ChunkOrientedTasklet

Spring Batch에서 Chunk 지향 처리의 전체 로직을 다루는 것은 ChunkOrientedTasklet 클래스이다.

ChunkOrientedTasklet의 execute()

@Nullable
@Override
public RepeatStatus execute(StepContribution contribution, ChunkContext chunkContext) throws Exception {

  @SuppressWarnings("unchecked")
  Chunk<I> inputs = (Chunk<I>) chunkContext.getAttribute(INPUTS_KEY);
  if (inputs == null) {
  	inputs = chunkProvider.provide(contribution); // Reader에서 데이터 가져옴
	if (buffering) {
		chunkContext.setAttribute(INPUTS_KEY, inputs);
	}
  }

  chunkProcessor.process(contribution, inputs); // Processor & Writer 처리
  chunkProvider.postProcess(contribution, inputs);

  // Allow a message coming back from the processor to say that we
  // are not done yet
  if (inputs.isBusy()) {
	logger.debug("Inputs still busy");
	return RepeatStatus.CONTINUABLE;
  }

  chunkContext.removeAttribute(INPUTS_KEY);
  chunkContext.setComplete();

  if (logger.isDebugEnabled()) {
	logger.debug("Inputs not busy, ended: " + inputs.isEnd());
  }
  return RepeatStatus.continueIf(!inputs.isEnd());
}

chunkProvider.provide() : Reader에서 Chunk size 만큼 데이터를 가져온다.
chunkProcessor.process() : Reader에서 받은 데이터를 가공(process)하고 저장(write)한다.

chunkProvider.provide()

Chunk가 ChunkSize 만큼 쌓일 때 까지 read()를 호출한다.
read()는 ItemReader.read 를 호출한다.
ItemReader.read 에서 1건씩 데이터를 조회하여 Chunk size 만큼 데이터를 쌓는다.

SimpleChunkProcessor

ChunkSize 만큼 쌓은 데이터를 어떻게 가공하고 저장하는가❓

Processor와 Writer 로직을 담고 있는 것은 ChunkProcessor 가 담당하고 있다.

인터페이스

SimpleChunkProcessor가 기본적으로 사용하는 실제 구현체이다.

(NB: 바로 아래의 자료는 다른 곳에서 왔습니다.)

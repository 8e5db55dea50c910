use std::result::Result as StdResult;

use schemagen_core::FailureClass;
use thiserror::Error;

/// Result alias for schema fetching.
pub type Result<T> = StdResult<T, FetchError>;

/// Final outcome of a failed schema fetch.
///
/// Network variants carry the endpoint, the number of attempts made and the
/// configured header names (never their values).
#[derive(Debug, Error)]
pub enum FetchError {
    /// Connection or I/O failure, retries exhausted
    #[error(
        "TransportError: request to '{url}' failed after {attempts} attempt(s): {message}, Headers(keys): [{}]",
        header_names.join(", ")
    )]
    Transport {
        /// Endpoint
        url: String,
        /// Attempts made
        attempts: u32,
        /// Underlying transport message
        message: String,
        /// Configured header names
        header_names: Vec<String>,
    },

    /// 5xx response, retries exhausted
    #[error(
        "ServerError: generation failed from provided URL '{url}' after {attempts} attempt(s). Status: {status}, Body: {body}, Headers(keys): [{}]",
        header_names.join(", ")
    )]
    Server {
        /// Endpoint
        url: String,
        /// Attempts made
        attempts: u32,
        /// HTTP status
        status: u16,
        /// Truncated response body
        body: String,
        /// Configured header names
        header_names: Vec<String>,
    },

    /// Non-200, non-5xx response
    #[error(
        "ClientError: generation failed from provided URL '{url}'. Status: {status}, Body: {body}, Headers(keys): [{}]",
        header_names.join(", ")
    )]
    Client {
        /// Endpoint
        url: String,
        /// Attempts made
        attempts: u32,
        /// HTTP status
        status: u16,
        /// Truncated response body
        body: String,
        /// Configured header names
        header_names: Vec<String>,
    },

    /// HTTP 200 carrying a GraphQL `errors` list
    #[error(
        "InBandError: GraphQL at '{url}' responded with errors. Status: 200, {details}, Headers(keys): [{}]",
        header_names.join(", ")
    )]
    InBand {
        /// Endpoint
        url: String,
        /// Attempts made
        attempts: u32,
        /// Structured error summary or truncated body snippet
        details: String,
        /// Configured header names
        header_names: Vec<String>,
    },

    /// Cancelled while an attempt or a backoff sleep was in flight
    #[error("Schema fetch from '{url}' cancelled during attempt {attempts}")]
    Cancelled {
        /// Endpoint
        url: String,
        /// Attempt in progress when cancelled
        attempts: u32,
    },

    /// The HTTP client could not be constructed
    #[error("Failed to build HTTP client: {0}")]
    ClientBuild(#[source] reqwest::Error),
}

impl FetchError {
    /// Failure class of a network outcome, `None` for cancellation and client setup.
    pub fn class(&self) -> Option<FailureClass> {
        match self {
            Self::Transport { .. } => Some(FailureClass::Transport),
            Self::Server { .. } => Some(FailureClass::Server),
            Self::Client { .. } => Some(FailureClass::Client),
            Self::InBand { .. } => Some(FailureClass::InBand),
            Self::Cancelled { .. } | Self::ClientBuild(_) => None,
        }
    }

    /// Number of HTTP attempts made before this error was returned.
    pub fn attempts(&self) -> u32 {
        match self {
            Self::Transport { attempts, .. }
            | Self::Server { attempts, .. }
            | Self::Client { attempts, .. }
            | Self::InBand { attempts, .. }
            | Self::Cancelled { attempts, .. } => *attempts,
            Self::ClientBuild(_) => 0,
        }
    }

    /// Whether a fresh fetch could succeed where this one failed.
    pub fn is_retryable(&self) -> bool {
        self.class().is_some_and(FailureClass::is_transient)
    }
}
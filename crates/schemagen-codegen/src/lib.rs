//! Code generation from GraphQL introspection schemas.
//!
//! [`GenerationPipeline`] drives one target through
//! `Fetching → Rendering → Validating → Writing → Done`, failing fast into
//! `Failed`. Rendering goes through the [`TemplateRenderer`] boundary (backed
//! by `tera`), writing through [`ArtifactWriter`], and schema retrieval
//! through [`SchemaSource`]. [`run_targets`] runs many targets concurrently and
//! reports each one separately.
#![cfg_attr(
    test,
    allow(
        clippy::expect_used,
        clippy::unwrap_used,
        clippy::missing_panics_doc,
        reason = "Allow for tests"
    )
)]

/// Multi-target batch runner.
pub mod batch;
/// Codegen error types.
pub mod error;
/// Java naming and type mapping used by the template filters.
pub mod java;
/// Generation state machine.
pub mod pipeline;
/// Template descriptors and the built-in template set.
pub mod registry;
/// Template rendering boundary.
pub mod render;
/// Schema retrieval boundary.
pub mod source;
/// Generated artifact output boundary.
pub mod writer;

pub use batch::{TargetError, TargetFailure, TargetResult, run_targets};
pub use error::{PipelineError, TemplateError};
pub use pipeline::{GenerationOutcome, GenerationPipeline, PipelineState};
pub use registry::{RegisteredTemplate, TemplateDescriptor, TemplateRegistry};
pub use render::{RenderContext, TemplateRenderer, TeraRenderer};
pub use source::{HttpSchemaSource, SchemaSource};
pub use writer::{ArtifactWriter, FsArtifactWriter};
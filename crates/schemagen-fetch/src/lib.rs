//! Resilient retrieval of GraphQL introspection schemas.
//!
//! A [`SchemaFetcher`] performs one logical fetch per [`FetchRequest`], retrying
//! transport and server failures with a linear backoff and surfacing client
//! and in-band GraphQL errors immediately. The HTTP layer sits behind the
//! [`HttpTransport`] trait; [`ReqwestTransport`] is the production
//! implementation.
//!
//! [`FetchRequest`]: schemagen_core::FetchRequest
#![cfg_attr(
    test,
    allow(
        clippy::expect_used,
        clippy::unwrap_used,
        clippy::missing_panics_doc,
        reason = "Allow for tests"
    )
)]

/// Fetch error types.
pub mod error;
/// Schema fetch loop and response classification.
pub mod fetcher;
/// Introspection query payload.
pub mod introspection;
/// Retry decisions and cancellable backoff.
pub mod retry;
/// HTTP transport boundary.
pub mod transport;

pub use error::{FetchError, Result};
pub use fetcher::{SchemaFetcher, fetch_schema};
pub use introspection::INTROSPECTION_QUERY;
pub use retry::{RetryPolicy, delay_for, should_retry, sleep_with_cancel};
pub use transport::{
    HttpTransport, JSON_CONTENT_TYPE, ReqwestTransport, TransportFailure, TransportResponse,
    TransportResult,
};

SimpleChunkProcessor의 process() - 처리를 담당하는 핵심 로직

@Override
public final void process(StepContribution contribution, Chunk<I> inputs) throws Exception {

  // Allow temporary state to be stored in the user data field
  initializeUserData(inputs);

  // If there is no input we don't have to do anything more
  if (isComplete(inputs)) {
	return;
  }

  // Make the transformation, calling remove() on the inputs iterator if
  // any items are filtered. Might throw exception and cause rollback.
  Chunk<O> outputs = transform(contribution, inputs);

  // Adjust the filter count based on available data
  contribution.incrementFilterCount(getFilterCount(inputs, outputs));

  // Adjust the outputs if necessary for housekeeping purposes, and then
  // write them out...
  write(contribution, inputs, getAdjustedOutputs(inputs, outputs));

}

Chunk<I> inputs 를 파라미터로 받는다.
- chunkProvider.provide()에서 받은 ChunkSize만큼 쌓인 item
transform()에서는 전달받은 inputs을 doProcess()로 전달하고 변환값을 받는다.
transform()에서 가공된 대량의 데이터는 writer()를 통해 일괄 저장된다.
- writer()는 저장이 될수도 있고 외부 API로 전송할 수도 있다.
- 이는 개발자가 ItemWriter를 어떻게 구현했는지에 따라 다르다.

transform()

protected Chunk<O> transform(StepContribution contribution, Chunk<I> inputs) throws Exception {
  Chunk<O> outputs = new Chunk<>();
  for (Chunk<I>.ChunkIterator iterator = inputs.iterator(); iterator.hasNext();) {
  	final I item = iterator.next();
	O output;
	Timer.Sample sample = BatchMetrics.createTimerSample();
	String status = BatchMetrics.STATUS_SUCCESS;
	try {
		output = doProcess(item);
	}
	catch (Exception e) {
		/*
		 * For a simple chunk processor (no fault tolerance) we are done
		 * here, so prevent any more processing of these inputs.
		 */
		inputs.clear();
		status = BatchMetrics.STATUS_FAILURE;
		throw e;
	}
	finally {
		stopTimer(sample, contribution.getStepExecution(), "item.process", status, "Item processing");
	}
	if (output != null) {
		outputs.add(output);
	}
	else {
		iterator.remove();
	}
  }
  return outputs;
}

반복문을 통해 doProcess()를 호출한다.
- doProcess()는 ItemProcessor의 process()를 사용한다.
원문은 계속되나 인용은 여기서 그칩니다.